« ce dont nous parlons est un domaine inexploré, nous ne vivons pas, nous supputons et existons cependant en hypocrites […] les phénomènes nous sont mortels et les mots que nous manions dans notre cerveau parce que nous sommes abandonnés, les milliers et les centaines de milliers de mots ressassés, reconnaissables par leur infâme vérité qui est infâme mensonge […] les mots qui ne sont faits de rien et ne sont bons à rien et ne sont faits pour rien, comme nous le savons et le dissimulons, les mots auxquels nous nous accrochons parce que nous devenons fous d’impuissance et désespérés de folie » (Thomas Bernhard, « N’en finir jamais ni de rien », Ténèbres [1970], traduit par Claude Porcell, Lettres Nouvelles/Maurice Nadeau, 1986).

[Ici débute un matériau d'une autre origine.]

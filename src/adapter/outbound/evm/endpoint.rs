//! Config-to-alloy conversions shared by the reader and writer.

use std::str::FromStr;

use alloy_primitives::Address;

use crate::error::{ConfigError, Result};

pub(super) fn parse_address(field: &'static str, value: &str) -> Result<Address> {
    Address::from_str(value.trim()).map_err(|e| {
        ConfigError::InvalidValue {
            field,
            reason: e.to_string(),
        }
        .into()
    })
}

pub(super) fn rpc_url(value: &str) -> Result<url::Url> {
    Ok(value.trim().parse::<url::Url>()?)
}

#[cfg(test)]
mod tests {
    use super::*;
    use crate::error::Error;

    #[test]
    fn address_error_names_field() {
        assert!(matches!(
            parse_address("market_address", "0x12"),
            Err(Error::Config(ConfigError::InvalidValue {
                field: "market_address",
                ..
            }))
        ));
    }

    #[test]
    fn address_accepts_mixed_case() {
        assert!(parse_address("delegation_address", " 0x6D5f91cA52bdD5d3DAAb52D91fBfd7e7D253d64A ").is_ok());
    }

    #[test]
    fn rpc_url_rejects_garbage() {
        assert!(matches!(rpc_url("not a url"), Err(Error::Url(_))));
    }
}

Si je vous dis « écrire sur la mort de ses parents », ou bien « écriture du deuil », vous me répondez quoi ? Moi je répondrais tout simplement que cela est et restera un « domaine inexploré », comme une terre inexplorée, une planète lointaine, brûlante et désolée. Les êtres humains ont beau avoir écrit des millions de pages sur la mort, il ne s’agit que de spéculations et de fantasmes. Il ne s’agit que de mots, pour tenir à distance ses brûlures et résister à la mort, car si une chose est sûre, c’est qu’elle aime en faucher plusieurs à la suite, elle aime jouer aux dominos. Néanmoins, nous ne saurions vivre sans eux.
Comme beaucoup de récits de deuils, Finir les restes, le nouvel opus de Frédéric Fiolof, « en mémoire d’Annie et André », paru ce mois-ci chez Quidam éditeur — qui a publié en 2016 le premier roman de l’auteur, le magnifique La Magie dans les villes, dédié « à mes vivants » —, est un livre sur et contre le cours des choses. Nous sommes censés savoir qu’il est dans l’ordre des choses que les parents partent avant leurs enfants et que les maladies graves épargnent rarement leurs victimes. Toutefois, savoir ne signifie pas accepter, et écrire c’est activement résister contre cette normalité imposée qui, malgré toutes les explications rationnelles dont on nous abreuve, est inacceptable car tellement absurde, puisque la perte d’un être aimé ne peut que s’accompagner d’une perte de sens brutalement déroutante, doublée d’une perte de soi.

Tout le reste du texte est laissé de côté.